Give only the number of lines in the following entries where "Json" appears.

--

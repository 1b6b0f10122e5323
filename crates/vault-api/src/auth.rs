//! API authentication via bearer tokens.
//!
//! Provides token generation, persistence for the bootstrap admin token, and
//! middleware that resolves `Authorization: Bearer <token>` headers to a user
//! row. The resolved user is attached to the request extensions so handlers
//! can scope every query to the caller.

use std::sync::Arc;

use axum::extract::{Request, State};
use axum::http::StatusCode;
use axum::middleware::Next;
use axum::response::{IntoResponse, Response};
use axum::Json;
use rand::Rng;

use vault_storage::UserRepository;

use crate::state::AppState;

/// Generate a random 32-character hex token.
pub fn generate_token() -> String {
    let mut rng = rand::rng();
    let bytes: [u8; 16] = rng.random();
    hex::encode(bytes)
}

/// Load the bootstrap token from file, or generate and save a new one.
pub fn load_or_generate_token(token_path: &std::path::Path) -> String {
    // Try to read existing token
    if let Ok(contents) = std::fs::read_to_string(token_path) {
        let token = contents.trim().to_string();
        if !token.is_empty() {
            tracing::info!("API token loaded from {}", token_path.display());
            return token;
        }
    }

    // Generate new token
    let token = generate_token();

    // Save to file
    if let Some(parent) = token_path.parent() {
        let _ = std::fs::create_dir_all(parent);
    }
    if let Err(e) = std::fs::write(token_path, &token) {
        tracing::warn!(error = %e, "Failed to save API token to {}", token_path.display());
    } else {
        // Restrict token file to owner-only access.
        #[cfg(unix)]
        {
            use std::os::unix::fs::PermissionsExt;
            let _ = std::fs::set_permissions(token_path, std::fs::Permissions::from_mode(0o600));
        }
        tracing::info!("API token saved to {}", token_path.display());
    }

    token
}

/// Middleware that validates Bearer token authentication.
///
/// Extracts the token from `Authorization: Bearer <token>`, resolves it
/// against the users table, and attaches the matching [`vault_core::types::User`]
/// to the request. Returns 401 if missing or invalid. Ownership is re-checked
/// on every request; nothing is cached between calls.
pub async fn require_auth(State(state): State<AppState>, mut req: Request, next: Next) -> Response {
    let auth_header = req.headers().get("authorization");

    match auth_header {
        Some(value) => {
            let value_str = match value.to_str() {
                Ok(s) => s,
                Err(_) => {
                    return (
                        StatusCode::UNAUTHORIZED,
                        Json(serde_json::json!({
                            "error": "unauthorized",
                            "message": "Invalid Authorization header encoding"
                        })),
                    )
                        .into_response();
                }
            };

            if let Some(token) = value_str.strip_prefix("Bearer ") {
                let users = UserRepository::new(Arc::clone(&state.database));
                match users.find_by_token(token) {
                    Ok(Some(user)) => {
                        req.extensions_mut().insert(user);
                        return next.run(req).await;
                    }
                    Ok(None) => {}
                    Err(e) => {
                        tracing::error!(error = %e, "Token lookup failed");
                        return (
                            StatusCode::INTERNAL_SERVER_ERROR,
                            Json(serde_json::json!({
                                "error": "internal_error",
                                "message": "Failed to validate credentials"
                            })),
                        )
                            .into_response();
                    }
                }
            }

            (
                StatusCode::UNAUTHORIZED,
                Json(serde_json::json!({
                    "error": "unauthorized",
                    "message": "Invalid bearer token"
                })),
            )
                .into_response()
        }
        None => (
            StatusCode::UNAUTHORIZED,
            Json(serde_json::json!({
                "error": "unauthorized",
                "message": "Missing Authorization header"
            })),
        )
            .into_response(),
    }
}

--

[Written answer]: 5